Essa técnica é uma forma de amostra não probabilística utilizada em pesquisas sociais onde os participantes iniciais de um estudo indicam novos participantes que por sua vez indicam novos participantes e assim sucessivamente, até que seja alcançado o objetivo proposto.

Cabe salientar que esse universo do trato com plantas para fins medicinais nos levou a estabelecer contato e envolvimento com várias atividades relacionadas ao assunto. Dentre estas destacamos a ―Jornada Catarinense de Plantas Medicinais‖, realizada em agosto de 2014, no município de Criciúma/SC; cursos de Plantas Comestíveis não Convencionais; encontros com grupos da Pastoral da Saúde, bem como a participação no Projeto Interdisciplinar de Plantas Medicinais que acontece mensalmente na Universidade do Extremo Sul Catarinense (UNESC) e envolve a mostra dos conhecimentos acadêmicos e populares sobre as plantas medicinais.

O segundo momento da pesquisa aconteceu a partir da escolha dos sujeitos da pesquisa, quando já tínhamos definidos os grupos a serem pesquisados, com a confirmação do interesse e possibilidade de participação dos sujeitos. Nesta etapa, realizamos uma entrevista estruturada, objetivando coletar dados sobre o perfil do entrevistado. Foram colhidos dados como nome, endereço, idade, estado civil, local de nascimento e escolaridade. Em seguida, utilizando a entrevista semiestruturada, o entrevistado foi convidado a falar sobre sua história de vida com uso e indicação das plantas com fins medicinais. Ao relatar, nossas lembranças são capazes de evidenciar nossas memórias, nossos esquecimentos, e estes ―não só nos dizem quem somos, mas também nos permitem projetar rumo ao futuro‖ (IZQUIERDO, 2002, p. 09). Ainda segundo o autor, buscar a memória das experiências vividas, é uma forma de superar o esquecimento, pois, a maioria das coisas que aprendemos, ao longo de todos os dias de nossa vida, se extingue ou se perde (IZQUIERDO 2002).

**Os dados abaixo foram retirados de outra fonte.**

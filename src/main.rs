// Copyright 2026, Jeroen van Erp <jeroen@geeko.me>
// SPDX-License-Identifier: Apache-2.0
use std::sync::Arc;

use anyhow::Result;
use kube::Client;
use tracing::{info, warn};
use tracing_subscriber::EnvFilter;

use cattle_controllers::auth::SecretCleanup;
use cattle_controllers::charts::HelmManager;
use cattle_controllers::config::Config;
use cattle_controllers::kubernetes::wait_for_crd;
use cattle_controllers::reconcilers::{
    AuthConfigReconciler, ClusterReconciler, SystemChartsReconciler,
};
use cattle_controllers::types::{AuthConfig, Cluster, ClusterRepo};

#[tokio::main]
async fn main() -> Result<()> {
    tracing_subscriber::fmt()
        .with_env_filter(
            EnvFilter::try_from_default_env().unwrap_or_else(|_| EnvFilter::new("info")),
        )
        .init();

    info!("Starting cattle controllers");

    let config = Config::from_env()?;
    info!(
        "Configuration loaded: helm_repository={}, kubeconfig_namespace={}, testing_mode={}",
        config.helm_repository, config.kubeconfig_namespace, config.testing_mode
    );

    let client = Client::try_default().await?;
    info!("Connected to Kubernetes cluster");

    info!("Waiting for Rancher CRDs to become available...");
    wait_for_crd::<ClusterRepo>(&client).await?;
    wait_for_crd::<Cluster>(&client).await?;
    wait_for_crd::<AuthConfig>(&client).await?;

    let helm = Arc::new(HelmManager::new(config.helm_repository.clone()));
    let cleanup = Arc::new(SecretCleanup::new(client.clone()));

    let system_charts = SystemChartsReconciler::new(client.clone(), config.clone(), helm);
    let clusters = ClusterReconciler::new(client.clone(), config);
    let auth_configs = AuthConfigReconciler::new(client, cleanup);

    info!("Starting reconcilers...");

    tokio::try_join!(system_charts.run(), clusters.run(), auth_configs.run())?;

    warn!("All reconcilers stopped unexpectedly");
    Ok(())
}
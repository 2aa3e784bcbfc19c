// Copyright 2026, Jeroen van Erp <jeroen@geeko.me>
// SPDX-License-Identifier: Apache-2.0

//! Chart values: a string-keyed tree of scalars, sequences and mappings.

use crate::error::{ControllerError, Result};
use serde::de::Error as _;
use serde_json::{Map, Value};

/// Top-level mapping of chart values
pub type Values = Map<String, Value>;

/// Parse a YAML document into chart values.
///
/// An empty document yields empty values; a document that is not a mapping
/// is rejected like any other malformed input.
pub fn parse_values(chart: &str, yaml: &str) -> Result<Values> {
    let invalid = |source| ControllerError::InvalidValues {
        chart: chart.to_string(),
        source,
    };

    match serde_yaml::from_str::<Value>(yaml).map_err(invalid)? {
        Value::Null => Ok(Values::new()),
        Value::Object(values) => Ok(values),
        other => Err(invalid(serde_yaml::Error::custom(format!(
            "expected a mapping of values, found {}",
            other
        )))),
    }
}

/// Merge `overlay` into `base`. Mappings present on both sides are merged key
/// by key, every other overlay value replaces what `base` holds.
pub fn deep_merge(base: &mut Values, overlay: Values) {
    for (key, value) in overlay {
        match (base.get_mut(&key), value) {
            (Some(Value::Object(existing)), Value::Object(incoming)) => {
                deep_merge(existing, incoming)
            }
            (_, value) => {
                base.insert(key, value);
            }
        }
    }
}

/// Build values from a `json!` literal that is known to be an object
#[cfg(test)]
pub(crate) fn values(value: Value) -> Values {
    match value {
        Value::Object(map) => map,
        other => panic!("expected an object, got {}", other),
    }
}

#[cfg(test)]
mod tests {
    use super::*;
    use serde_json::json;

    #[test]
    fn test_parse_mapping() {
        let parsed = parse_values("rancher-webhook", "yamlKey: yamlValue").unwrap();
        assert_eq!(parsed, values(json!({"yamlKey": "yamlValue"})));
    }

    #[test]
    fn test_parse_nested_mapping() {
        let parsed = parse_values(
            "rancher-webhook",
            "---\nnewKey: newValue\nmcm:\n  enabled: false\nglobal: \"\"\n",
        )
        .unwrap();
        assert_eq!(
            parsed,
            values(json!({
                "newKey": "newValue",
                "mcm": {"enabled": false},
                "global": ""
            }))
        );
    }

    #[test]
    fn test_parse_empty_document() {
        assert!(parse_values("rancher-webhook", "").unwrap().is_empty());
    }

    #[test]
    fn test_parse_invalid_yaml() {
        let err = parse_values("rancher-webhook", "%{'foo':'bar ").unwrap_err();
        assert!(matches!(err, ControllerError::InvalidValues { .. }));
        assert!(!err.is_not_found());
    }

    #[test]
    fn test_parse_rejects_scalar_document() {
        let err = parse_values("rancher-webhook", "just a string").unwrap_err();
        assert!(matches!(err, ControllerError::InvalidValues { .. }));
    }

    #[test]
    fn test_deep_merge_nested_mappings() {
        let mut base = values(json!({
            "mcm": {"enabled": true},
            "capi": {"enabled": false},
            "priorityClassName": "rancher-critical"
        }));
        deep_merge(
            &mut base,
            values(json!({
                "mcm": {"enabled": false, "extra": 1},
                "newKey": "newValue"
            })),
        );

        assert_eq!(
            base,
            values(json!({
                "mcm": {"enabled": false, "extra": 1},
                "capi": {"enabled": false},
                "priorityClassName": "rancher-critical",
                "newKey": "newValue"
            }))
        );
    }

    #[test]
    fn test_deep_merge_scalar_replaces_mapping() {
        let mut base = values(json!({"global": {"cattle": {"systemDefaultRegistry": ""}}}));
        deep_merge(&mut base, values(json!({"global": ""})));
        assert_eq!(base, values(json!({"global": ""})));
    }

    #[test]
    fn test_deep_merge_mapping_replaces_scalar() {
        let mut base = values(json!({"image": "plain"}));
        deep_merge(&mut base, values(json!({"image": {"tag": "v1"}})));
        assert_eq!(base, values(json!({"image": {"tag": "v1"}})));
    }
}
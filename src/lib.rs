// Copyright 2026, Jeroen van Erp <jeroen@geeko.me>
// SPDX-License-Identifier: Apache-2.0
pub mod auth;
pub mod charts;
pub mod config;
pub mod constants;
pub mod error;
pub mod kubernetes;
pub mod reconcilers;
pub mod sync;
pub mod types;
pub mod version;

#[cfg(test)]
pub mod test_utils;
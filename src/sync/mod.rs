// Copyright 2026, Jeroen van Erp <jeroen@geeko.me>
// SPDX-License-Identifier: Apache-2.0

//! Synchronization of management cluster state into downstream clusters.

pub mod chart_values;

pub use chart_values::ChartValuesPropagator;
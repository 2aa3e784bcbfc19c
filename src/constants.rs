// Copyright 2026, Jeroen van Erp <jeroen@geeko.me>
// SPDX-License-Identifier: Apache-2.0

/// Kubernetes annotation keys
pub mod annotations {
    /// Cleanup lock of an auth provider, see [`crate::auth::CleanupLock`]
    pub const AUTH_PROVIDER_CLEANUP: &str = "management.cattle.io/auth-provider-cleanup";
}

/// Namespaces the controllers read from or write to
pub mod namespaces {
    pub const SYSTEM: &str = "cattle-system";
    /// Home of the secrets referenced by auth configs
    pub const GLOBAL_DATA: &str = "cattle-global-data";
}

/// Chart related names
pub mod charts {
    /// ClusterRepo whose changes drive system chart installation
    pub const REPO_NAME: &str = "rancher-charts";
    pub const WEBHOOK_CHART_NAME: &str = "rancher-webhook";
    pub const WEBHOOK_IMAGE: &str = "rancher/rancher-webhook";
    /// ConfigMap in the system namespace holding per-chart custom values
    pub const CUSTOM_VALUE_MAP_NAME: &str = "rancher-config";
    pub const PRIORITY_CLASS_KEY: &str = "priorityClassName";
    pub const OPERATOR_CHART_NAME: &str = "rancher-operator";
    pub const OPERATOR_NAMESPACE: &str = "rancher-operator-system";
}

/// Names of `management.cattle.io/v3` Setting objects
pub mod settings {
    pub const SYSTEM_DEFAULT_REGISTRY: &str = "system-default-registry";
    pub const SHELL_IMAGE: &str = "shell-image";
    pub const WEBHOOK_VERSION: &str = "rancher-webhook-version";
    pub const WEBHOOK_MIN_VERSION: &str = "rancher-webhook-min-version";
    pub const CONFIG_MAP_NAME: &str = "config-map-name";

    pub const DEFAULT_SHELL_IMAGE: &str = "rancher/shell:v0.2.1";
}

/// Label applied to objects created on behalf of Rancher
pub const PART_OF_LABEL: (&str, &str) = ("app.kubernetes.io/part-of", "rancher");

/// Seconds to wait before retrying a failed reconciliation
pub const REQUEUE_SECS: u64 = 60;

/// CRD polling configuration
pub mod crd {
    /// Initial polling interval in seconds when waiting for CRD
    pub const POLL_INTERVAL_SECS: u64 = 10;
    /// Maximum polling interval in seconds (exponential backoff cap)
    pub const POLL_MAX_INTERVAL_SECS: u64 = 60;
}
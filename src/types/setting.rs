// Copyright 2026, Jeroen van Erp <jeroen@geeko.me>
// SPDX-License-Identifier: Apache-2.0
use k8s_openapi::apimachinery::pkg::apis::meta::v1::ObjectMeta;
use k8s_openapi::ClusterResourceScope;
use kube::Resource;
use serde::{Deserialize, Serialize};
use std::borrow::Cow;

/// `management.cattle.io/v3` Setting, a named string value with a default
#[derive(Serialize, Deserialize, Clone, Debug, Default)]
pub struct Setting {
    #[serde(default)]
    pub metadata: ObjectMeta,
    #[serde(default)]
    pub value: String,
    #[serde(default)]
    pub default: String,
}

impl Resource for Setting {
    type DynamicType = ();
    type Scope = ClusterResourceScope;

    fn kind(_: &()) -> Cow<'_, str> {
        "Setting".into()
    }

    fn group(_: &()) -> Cow<'_, str> {
        "management.cattle.io".into()
    }

    fn version(_: &()) -> Cow<'_, str> {
        "v3".into()
    }

    fn plural(_: &()) -> Cow<'_, str> {
        "settings".into()
    }

    fn meta(&self) -> &ObjectMeta {
        &self.metadata
    }

    fn meta_mut(&mut self) -> &mut ObjectMeta {
        &mut self.metadata
    }
}

impl Setting {
    /// The configured value, or the setting's own default when unset
    pub fn effective_value(&self) -> &str {
        if self.value.is_empty() {
            &self.default
        } else {
            &self.value
        }
    }
}

#[cfg(test)]
mod tests {
    use super::*;

    fn setting(value: &str, default: &str) -> Setting {
        Setting {
            value: value.to_string(),
            default: default.to_string(),
            ..Default::default()
        }
    }

    #[test]
    fn test_effective_value_prefers_value() {
        assert_eq!(setting("2.0.4", "2.0.0").effective_value(), "2.0.4");
    }

    #[test]
    fn test_effective_value_falls_back_to_default() {
        assert_eq!(setting("", "2.0.0").effective_value(), "2.0.0");
        assert_eq!(setting("", "").effective_value(), "");
    }
}
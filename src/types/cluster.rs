// Copyright 2026, Jeroen van Erp <jeroen@geeko.me>
// SPDX-License-Identifier: Apache-2.0
use kube::{CustomResource, ResourceExt};
use serde::{Deserialize, Serialize};
use std::collections::BTreeMap;

#[derive(CustomResource, Serialize, Deserialize, Clone, Debug, Default, schemars::JsonSchema)]
#[kube(group = "management.cattle.io", version = "v3", kind = "Cluster")]
#[kube(status = "ClusterStatus")]
#[serde(rename_all = "camelCase")]
pub struct ClusterSpec {
    #[serde(skip_serializing_if = "Option::is_none")]
    pub display_name: Option<String>,
    /// Raw per-chart values, keyed by chart name
    #[serde(skip_serializing_if = "Option::is_none")]
    pub chart_values: Option<BTreeMap<String, String>>,
}

impl Cluster {
    /// Check if this cluster is ready based on its status conditions
    pub fn is_ready(&self) -> bool {
        self.status
            .as_ref()
            .and_then(|s| s.conditions.as_ref())
            .is_some_and(|conditions| {
                conditions
                    .iter()
                    .any(|c| c.condition_type == "Ready" && c.status == "True")
            })
    }

    /// Check if this is the local/management cluster
    pub fn is_local(&self) -> bool {
        self.name_any() == "local"
    }

    /// Kubernetes version reported by the cluster, if any
    pub fn git_version(&self) -> Option<&str> {
        self.status
            .as_ref()
            .and_then(|s| s.version.as_ref())
            .map(|v| v.git_version.as_str())
    }

    /// Name of the provisioning cluster this management cluster belongs to
    pub fn display_name(&self) -> String {
        self.spec
            .display_name
            .clone()
            .filter(|n| !n.is_empty())
            .unwrap_or_else(|| self.name_any())
    }
}

#[derive(Serialize, Deserialize, Clone, Debug, Default, schemars::JsonSchema)]
#[serde(rename_all = "camelCase")]
pub struct ClusterStatus {
    #[serde(skip_serializing_if = "Option::is_none")]
    pub version: Option<VersionInfo>,
    #[serde(skip_serializing_if = "Option::is_none")]
    pub fleet_workspace_name: Option<String>,
    #[serde(skip_serializing_if = "Option::is_none")]
    pub conditions: Option<Vec<Condition>>,
}

#[derive(Serialize, Deserialize, Clone, Debug, Default, schemars::JsonSchema)]
#[serde(rename_all = "camelCase")]
pub struct VersionInfo {
    #[serde(default)]
    pub git_version: String,
}

#[derive(Serialize, Deserialize, Clone, Debug, schemars::JsonSchema)]
#[serde(rename_all = "camelCase")]
pub struct Condition {
    #[serde(rename = "type")]
    pub condition_type: String,
    pub status: String,
    #[serde(skip_serializing_if = "Option::is_none")]
    pub message: Option<String>,
}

Dessa maneira, o convite ao relato, além da busca pelas memórias das experiências vividas, reforça ou retoma a narrativa, visto que, o narrador retira da experiência o que conta, tudo é narrado com exatidão, mas o contexto psicológico não é controlado, é cada vez mais raro encontrar pessoas que saibam narrar corretamente (BENJAMIN, 1994; BOSI, 1999).

O narrador é um mestre do oficio que conhece seu mister: ele tem o dom do conselho. A ele foi dado abranger uma vida inteira. Seu talento de narrar lhe vem da experiência; sua lição, ele extraiu da própria dor; sua dignidade é a de contá-la até o fim, sem medo. Uma atmosfera sagrada circunda o narrador. (BOSI, 1999, p. 49).

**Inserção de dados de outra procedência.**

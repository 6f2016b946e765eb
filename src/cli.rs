use clap::{Parser, Subcommand};
use tracing_subscriber::EnvFilter;

#[derive(Parser, Debug)]
#[command(name = "lessons", version, about = "Small Rust lessons: shared state and FizzBuzz")]
pub struct Cli {
    /// Log at debug level (RUST_LOG still wins)
    #[arg(short, long, global = true)]
    pub verbose: bool,

    #[command(subcommand)]
    pub command: Commands,
}

#[derive(Subcommand, Debug)]
pub enum Commands {
    /// Walk through the Car example (shared vs per-record state)
    Car {
        /// Also print both cars as JSON at the end
        #[arg(long)]
        json: bool,
    },
    /// Ask for a name and a number, then FizzBuzz up to it
    Fizzbuzz,
    /// Print the FizzBuzz sequence alone, no prompts
    Sequence {
        /// Count from 1 up to this number
        #[arg(value_parser = clap::value_parser!(u64).range(1..))]
        n: u64,
    },
}

/// Logs go to stderr so stdout stays a clean transcript
pub fn init_logging(verbose: bool) {
    let default_level = if verbose {
        tracing::Level::DEBUG
    } else {
        tracing::Level::WARN
    };

    let filter = EnvFilter::builder()
        .with_default_directive(default_level.into())
        .from_env_lossy();

    tracing_subscriber::fmt()
        .with_env_filter(filter)
        .with_writer(std::io::stderr)
        .init();
}
// 🔢 FizzBuzz - Classification with first-occurrence explanations
// Each label explains itself the first time it appears in a run, then stays quiet.

use std::io::{self, Write};

// ============================================================================
// LABEL
// ============================================================================

#[derive(Debug, Clone, Copy, PartialEq, Eq)]
pub enum Label {
    /// Divisible by both 3 and 5
    FizzBuzz,
    /// Divisible by 3 only
    Fizz,
    /// Divisible by 5 only
    Buzz,
    /// Neither, printed as the number itself
    Number,
}

impl Label {
    /// Classify `i`, checking 15 before 3 before 5
    pub fn of(i: u64) -> Self {
        if i % 15 == 0 {
            Label::FizzBuzz
        } else if i % 3 == 0 {
            Label::Fizz
        } else if i % 5 == 0 {
            Label::Buzz
        } else {
            Label::Number
        }
    }

    /// Printed word, or None for a plain number
    pub fn as_str(&self) -> Option<&'static str> {
        match self {
            Label::FizzBuzz => Some("FizzBuzz"),
            Label::Fizz => Some("Fizz"),
            Label::Buzz => Some("Buzz"),
            Label::Number => None,
        }
    }

    /// Explanation text for the first occurrence of this label
    fn explained(&self, i: u64) -> String {
        match self {
            Label::FizzBuzz => format!("FizzBuzz  ← because {} is divisible by both 3 and 5", i),
            Label::Fizz => format!("Fizz     ← because {} is divisible by 3", i),
            Label::Buzz => format!("Buzz     ← because {} is divisible by 5", i),
            Label::Number => i.to_string(),
        }
    }
}

// ============================================================================
// EXPLANATION TRACKER
// ============================================================================

/// Which labels have been explained so far. Lives for one run only.
#[derive(Debug, Default)]
struct Explained {
    fizzbuzz: bool,
    fizz: bool,
    buzz: bool,
}

impl Explained {
    /// Flip the flag for `label`; true if this was its first time
    fn first_time(&mut self, label: Label) -> bool {
        let flag = match label {
            Label::FizzBuzz => &mut self.fizzbuzz,
            Label::Fizz => &mut self.fizz,
            Label::Buzz => &mut self.buzz,
            Label::Number => return false,
        };
        !std::mem::replace(flag, true)
    }
}

// ============================================================================
// RUN
// ============================================================================

/// One output line per integer in 1..=n
pub fn fizzbuzz_lines(n: u64) -> Vec<String> {
    let mut explained = Explained::default();

    (1..=n)
        .map(|i| {
            let label = Label::of(i);
            match label.as_str() {
                None => i.to_string(),
                Some(_) if explained.first_time(label) => label.explained(i),
                Some(word) => word.to_string(),
            }
        })
        .collect()
}

/// Write the sequence for 1..=n to `out`
pub fn write_fizzbuzz<W: Write>(out: &mut W, n: u64) -> io::Result<()> {
    for line in fizzbuzz_lines(n) {
        writeln!(out, "{}", line)?;
    }
    Ok(())
}

/// Print the sequence for 1..=n to stdout
pub fn classify_and_print(n: u64) -> io::Result<()> {
    let stdout = io::stdout();
    let mut out = stdout.lock();
    write_fizzbuzz(&mut out, n)?;
    out.flush()
}

// ============================================================================
// TESTS
// ============================================================================

#[cfg(test)]
mod tests {
    use super::*;

    #[test]
    fn test_label_priority() {
        assert_eq!(Label::of(1), Label::Number);
        assert_eq!(Label::of(3), Label::Fizz);
        assert_eq!(Label::of(5), Label::Buzz);
        assert_eq!(Label::of(15), Label::FizzBuzz);
        assert_eq!(Label::of(30), Label::FizzBuzz);
    }

    #[test]
    fn test_label_words() {
        assert_eq!(Label::FizzBuzz.as_str(), Some("FizzBuzz"));
        assert_eq!(Label::Fizz.as_str(), Some("Fizz"));
        assert_eq!(Label::Buzz.as_str(), Some("Buzz"));
        assert_eq!(Label::Number.as_str(), None);
    }

    #[test]
    fn test_first_fifteen() {
        let lines = fizzbuzz_lines(15);

        assert_eq!(lines[0], "1");
        assert_eq!(lines[1], "2");
        assert_eq!(lines[2], "Fizz     ← because 3 is divisible by 3");
        assert_eq!(lines[3], "4");
        assert_eq!(lines[4], "Buzz     ← because 5 is divisible by 5");
        assert_eq!(lines[5], "Fizz");
        assert_eq!(lines[6], "7");
        assert_eq!(lines[8], "Fizz");
        assert_eq!(lines[9], "Buzz");
        assert_eq!(lines[14], "FizzBuzz  ← because 15 is divisible by both 3 and 5");
    }

    #[test]
    fn test_each_explanation_appears_once() {
        let lines = fizzbuzz_lines(100);

        let explained = lines.iter().filter(|l| l.contains('←')).count();
        assert_eq!(explained, 3);
        assert_eq!(lines[29], "FizzBuzz");
    }

    #[test]
    fn test_line_count_matches_n() {
        for n in [1u64, 2, 7, 15, 16, 99] {
            assert_eq!(fizzbuzz_lines(n).len() as u64, n);
        }
        assert!(fizzbuzz_lines(0).is_empty());
    }

    #[test]
    fn test_runs_do_not_share_state() {
        let first = fizzbuzz_lines(10);
        let second = fizzbuzz_lines(10);
        assert_eq!(first, second);
        assert_eq!(second[2], "Fizz     ← because 3 is divisible by 3");
    }

    #[test]
    fn test_write_fizzbuzz() {
        let mut out = Vec::new();
        write_fizzbuzz(&mut out, 5).unwrap();

        let text = String::from_utf8(out).unwrap();
        assert_eq!(
            text,
            "1\n2\nFizz     ← because 3 is divisible by 3\n4\nBuzz     ← because 5 is divisible by 5\n"
        );
    }

    #[test]
    fn test_classify_and_print_to_stdout() {
        assert!(classify_and_print(3).is_ok());
    }
}
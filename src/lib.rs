// Lesson Demos - Core Library
// Exposes the lessons for the CLI and tests

pub mod car;        // Shared vs per-record state, validated accessor
pub mod fizzbuzz;   // FizzBuzz with first-occurrence explanations
pub mod session;    // Interactive FizzBuzz driver
pub mod demo;       // Fixed Car walkthrough
pub mod cli;        // Command line + logging setup

// Re-export commonly used types
pub use car::{Car, CarSnapshot, OdometerError, DEFAULT_MANUFACTURER};
pub use fizzbuzz::{classify_and_print, fizzbuzz_lines, write_fizzbuzz, Label};
pub use session::{Answers, Moment, Session};
pub use demo::{run_car_demo, snapshots_json};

No ensaio ‗Experiência e Pobreza‘, Walter Benjamin (1994) deixa claro o sentido da tradição como fonte de saber, além de apontar a memória como o modo de transmissão desse saber, ao narrar a parábola27 do tesouro enterrado em suas vinhas; este relato destaca a experiência, a autoridade da tradição manifestada na velhice e sua transmissão de geração em geração. Esse indivíduo pode se considerar sábio, pois adquiriu essa experiência contida na tradição, como também soube transmiti-la, comunicá-la por meio da narrativa.

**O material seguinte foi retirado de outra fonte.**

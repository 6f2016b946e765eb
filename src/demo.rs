// 🎬 Car Demo - the fixed example walkthrough
// Prints the same transcript every run (given a fresh process).

use anyhow::Result;

use crate::car::{Car, CarSnapshot};

/// Walk through every `Car` feature in order
///
/// Returns both cars so callers can inspect or serialize the end state.
pub fn run_car_demo() -> Result<(Car, Car)> {
    let mut car1 = Car::new("Toyota", "Camry", 2020);
    let car2 = Car::with_odometer("Honda", "Civic", 2022, 50000);

    // Per-record
    println!("Car1: {} {}, Year: {}", car1.make, car1.model, car1.year);
    println!("Car2: {} {}, Year: {}", car2.make, car2.model, car2.year);

    // Type-wide
    println!("All cars have {} wheels", Car::WHEELS);
    println!("Car1 manufacturer: {}", car1.manufacturer());
    println!("Car2 manufacturer: {}", car2.manufacturer());

    car1.drive(100);
    println!("Car1 mileage (via accessor): {}", car1.odometer());

    car1.set_odometer(200)?;
    // car1.set_odometer(50) would fail with OdometerError::Decrease

    Car::change_manufacturer("FutureMotors");
    println!("{}", car1.manufacturer());
    println!("{}", car2.manufacturer());

    println!("{}", Car::is_valid_year(2025));
    println!("{}", Car::is_valid_year(1800));

    Ok((car1, car2))
}

/// JSON view of the demo's end state
pub fn snapshots_json(cars: &[&Car]) -> Result<String> {
    let snapshots: Vec<CarSnapshot> = cars.iter().map(|car| car.snapshot()).collect();
    Ok(serde_json::to_string_pretty(&snapshots)?)
}
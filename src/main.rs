use anyhow::Result;
use clap::Parser;
use std::io;

use lesson_demos::cli::{init_logging, Cli, Commands};
use lesson_demos::{classify_and_print, run_car_demo, snapshots_json, Moment, Session};

fn main() -> Result<()> {
    let cli = Cli::parse();
    init_logging(cli.verbose);

    match cli.command {
        Commands::Car { json } => run_car(json)?,
        Commands::Fizzbuzz => run_fizzbuzz()?,
        Commands::Sequence { n } => classify_and_print(n)?,
    }

    Ok(())
}

fn run_car(json: bool) -> Result<()> {
    let (car1, car2) = run_car_demo()?;

    if json {
        println!("{}", snapshots_json(&[&car1, &car2])?);
    }

    Ok(())
}

fn run_fizzbuzz() -> Result<()> {
    // One clock reading for header and footer
    let moment = Moment::capture();

    let stdin = io::stdin();
    let stdout = io::stdout();
    let mut session = Session::new(stdin.lock(), stdout.lock());
    session.run(&moment)?;

    Ok(())
}
//! Turn-order sorting (spec §4.4).

use uuid::Uuid;

use super::combatant::Combatant;

/// Sort combatants into initiative order: `initiativeScore` descending,
/// then `dexterityModifier` descending, then the stable per-combatant
/// tiebreak key descending. Pure given the combatants' current state and
/// stable keys — no re-rolling.
pub fn compute_order(combatants: &[Combatant]) -> Vec<Uuid> {
    let mut ordered: Vec<&Combatant> = combatants.iter().collect();
    ordered.sort_by(|a, b| {
        b.initiative_score()
            .cmp(&a.initiative_score())
            .then_with(|| b.dexterity_modifier.cmp(&a.dexterity_modifier))
            .then_with(|| b.tiebreak_key.cmp(&a.tiebreak_key))
    });
    ordered.into_iter().map(|c| c.id).collect()
}
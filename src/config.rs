//! Engine-wide tunables that spec.md leaves as defaults rather than
//! hard constants (see SPEC_FULL.md §D).

use serde::{Deserialize, Serialize};

/// Bounds and default thresholds for the dice and combat engines.
#[derive(Debug, Clone, PartialEq, Serialize, Deserialize)]
#[serde(default)]
pub struct CombatConfig {
    /// Health-fraction threshold below which an enemy flees (spec §3, §4.9).
    pub default_flee_threshold: f64,
    /// Maximum dice count per group (spec §3 `DiceRoll` invariant).
    pub max_dice_count: u32,
    /// Maximum sides per die (spec §3 `DiceRoll` invariant).
    pub max_die_sides: u32,
}

impl Default for CombatConfig {
    fn default() -> Self {
        Self {
            default_flee_threshold: 0.25,
            max_dice_count: 1000,
            max_die_sides: 1000,
        }
    }
}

O exemplo destacado por Benjamin ao narrar a Parábola do Tesouro Enterrado em suas vinhas é pertinente quando nos reportamos à prática da Medicina Popular, sendo esta uma atividade desenvolvida por pessoas em sua maioria de uma faixa etária acima dos 55 anos.

As entrevistas28 foram gravadas com a autorização das entrevistadas e transcritas na íntegra, imediatamente após o término. Cada participante desta pesquisa recebeu e aprovou cópia da transcrição de nossa conversa, autorizando a utilização da mesma por meio da assinatura de um termo de consentimento. Para assegurar o anonimato, os nomes dos participantes foram substituídos por letras do alfabeto.